Die Frauen seien heute so stark, weil das Regime sie überhaupt nicht ernst genommen habe, sagt Aktivistin Amal Basha. Von Frauenorganisationen werde erwartet, dass sie sich mit Gesundheitsthemen, Kindererziehung oder Verhütung beschäftigten. Doch in Wahrheit würden die Aktivistinnen Tabu-Themen anpacken, so Bahsa. Sie kämpfen gegen Folter und dafür, dass das Heiratsalter für Mädchen heraufgesetzt wird. "Wir haben das Regime einfach ausgetrickst. Wir Frauen gelten als schwach. Und genau diese Schwäche nutzen wir aus und sprechen die Probleme an, mit denen Männer sich nicht so einfach beschäftigen können", erklärt die Aktivistin.

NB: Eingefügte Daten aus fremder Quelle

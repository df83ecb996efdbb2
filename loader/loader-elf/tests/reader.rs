use loader_elf::{ElfClass, Image, ImageError};
use std::path::PathBuf;
use std::{fs, process};

const PT_LOAD: u32 = 1;
const PT_NOTE: u32 = 4;

/// (type, offset, vaddr, filesz, memsz, flags)
type Phdr = (u32, u32, u32, u32, u32, u32);

fn temp_path(name: &str) -> PathBuf {
    std::env::temp_dir().join(format!("loader-elf-{}-{name}", process::id()))
}

fn elf32(entry: u32, phdrs: &[Phdr]) -> Vec<u8> {
    let mut b = vec![0x7F, b'E', b'L', b'F', 1, 1, 1];
    b.resize(16, 0);
    b.extend_from_slice(&2u16.to_le_bytes()); // ET_EXEC
    b.extend_from_slice(&3u16.to_le_bytes()); // EM_386
    b.extend_from_slice(&1u32.to_le_bytes());
    b.extend_from_slice(&entry.to_le_bytes());
    b.extend_from_slice(&52u32.to_le_bytes()); // e_phoff
    b.extend_from_slice(&0u32.to_le_bytes());
    b.extend_from_slice(&0u32.to_le_bytes());
    b.extend_from_slice(&52u16.to_le_bytes());
    b.extend_from_slice(&32u16.to_le_bytes());
    b.extend_from_slice(&u16::try_from(phdrs.len()).unwrap().to_le_bytes());
    b.extend_from_slice(&[0; 6]);
    assert_eq!(b.len(), 52);

    for &(ty, offset, vaddr, filesz, memsz, flags) in phdrs {
        for v in [ty, offset, vaddr, vaddr, filesz, memsz, flags, 0x1000] {
            b.extend_from_slice(&v.to_le_bytes());
        }
    }
    b
}

#[test]
fn reads_loadable_segments_in_file_order() {
    let path = temp_path("ordered");
    let bytes = elf32(
        0x0804_8054,
        &[
            (PT_LOAD, 0, 0x0804_8000, 0x200, 0x200, 0x5),
            (PT_NOTE, 0x100, 0x0804_8100, 0x20, 0x20, 0x4),
            (PT_LOAD, 0x1000, 0x0804_9000, 0x40, 0x1000, 0x6),
        ],
    );
    fs::write(&path, bytes).unwrap();

    let image = Image::open(&path).unwrap();
    assert_eq!(image.class(), ElfClass::Elf32);
    assert_eq!(image.header().entry.as_u64(), 0x0804_8054);
    assert_eq!(image.header().phnum, 3);

    let segs = image.segments().as_slice();
    assert_eq!(segs.len(), 2);
    assert_eq!(segs[0].vaddr.as_u64(), 0x0804_8000);
    assert!(segs[0].flags.execute());
    assert_eq!(segs[1].vaddr.as_u64(), 0x0804_9000);
    assert_eq!(segs[1].offset, 0x1000);
    assert_eq!(segs[1].filesz, 0x40);
    assert_eq!(segs[1].memsz, 0x1000);
    assert!(segs[1].flags.write());

    let hit = image
        .segments()
        .resolve(loader_addresses::VirtualAddress::new(0x0804_9800))
        .unwrap();
    assert_eq!(hit.index, 1);

    fs::remove_file(&path).ok();
}

#[test]
fn missing_file_is_open_error() {
    let err = Image::open(temp_path("does-not-exist")).unwrap_err();
    assert!(matches!(err, ImageError::Open { .. }));
    assert!(err.to_string().contains("does-not-exist"));
}

#[test]
fn truncated_header() {
    let path = temp_path("short-header");
    let mut bytes = elf32(0, &[]);
    bytes.truncate(40);
    fs::write(&path, bytes).unwrap();

    let err = Image::open(&path).unwrap_err();
    assert!(matches!(err, ImageError::TruncatedHeader));
    fs::remove_file(&path).ok();
}

#[test]
fn truncated_segment_table() {
    let path = temp_path("short-table");
    let mut bytes = elf32(0, &[(PT_LOAD, 0, 0x1_0000, 0x10, 0x10, 0x5); 2]);
    bytes.truncate(52 + 32 + 10);
    fs::write(&path, bytes).unwrap();

    let err = Image::open(&path).unwrap_err();
    assert!(matches!(err, ImageError::TruncatedSegmentTable));
    fs::remove_file(&path).ok();
}

#[test]
fn undersized_entries_are_rejected() {
    let path = temp_path("entry-size");
    let mut bytes = elf32(0, &[(PT_LOAD, 0, 0x1_0000, 0x10, 0x10, 0x5)]);
    bytes[42..44].copy_from_slice(&16u16.to_le_bytes());
    fs::write(&path, bytes).unwrap();

    let err = Image::open(&path).unwrap_err();
    assert!(matches!(
        err,
        ImageError::SegmentEntrySize {
            declared: 16,
            expected: 32
        }
    ));
    fs::remove_file(&path).ok();
}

Elf Frauen im Übergangsrat
2006 haben Frauenrechtlerinnen die Watan-Koalition gegründet, eine Lobby-Gruppe, die die Kandidatur weiblicher Parlamentarierinnen unterstützen soll. Nur eine Frau hat es bisher ins Parlament geschafft, aber die Koalition gibt es heute noch. Sie versogt die Demonstranten auf dem Platz des Wandels mit Essen und leistet medizinische Hilfe. Doch welche Rolle die Frauen zukünftig in der Politik spielen werden, ist noch völlig unklar. "Wir haben von den Oppositionsparteien noch nicht gehört, wie sie die Lage der Frauen verbessern wollen. Und wir wissen nicht, welche politischen Institutionen entstehen werden und wie die sich in Sachen Frauenrechte positionieren werden", sagt Dina El Mamoun von Amnesty International.
Im August hat die Opposition einen nationalen Übergangsrat gewählt. Gerade mal elf der 143 Mitglieder sind Frauen. Doch viele Männer zollen ihnen schon jetzt Respekt. "Die Frau bewegt sich in einer männerdominierten Gesellschaft, die sich Frauen in der Politik überhaupt nicht vorstellen kann. Und was heutzutage passiert, und dass die Frauen auf den Demo-Plätzen und im Übergangsrat präsentiert sind, ist eine positive Entwicklung", sagt Fouad As-Salahi, Soziologe an der Universität Sanaa. Fest steht: Die größte Herausforderung für die Demonstranten beginnt dann, wenn Präsident Saleh geht. Die Frauen auf dem "Platz des Wandels" jedenfalls haben sich auf einen langen Kampf eingestellt. Einen Kampf gegen die konservativen Werte der jemenitischen Macho-Gesellschaft.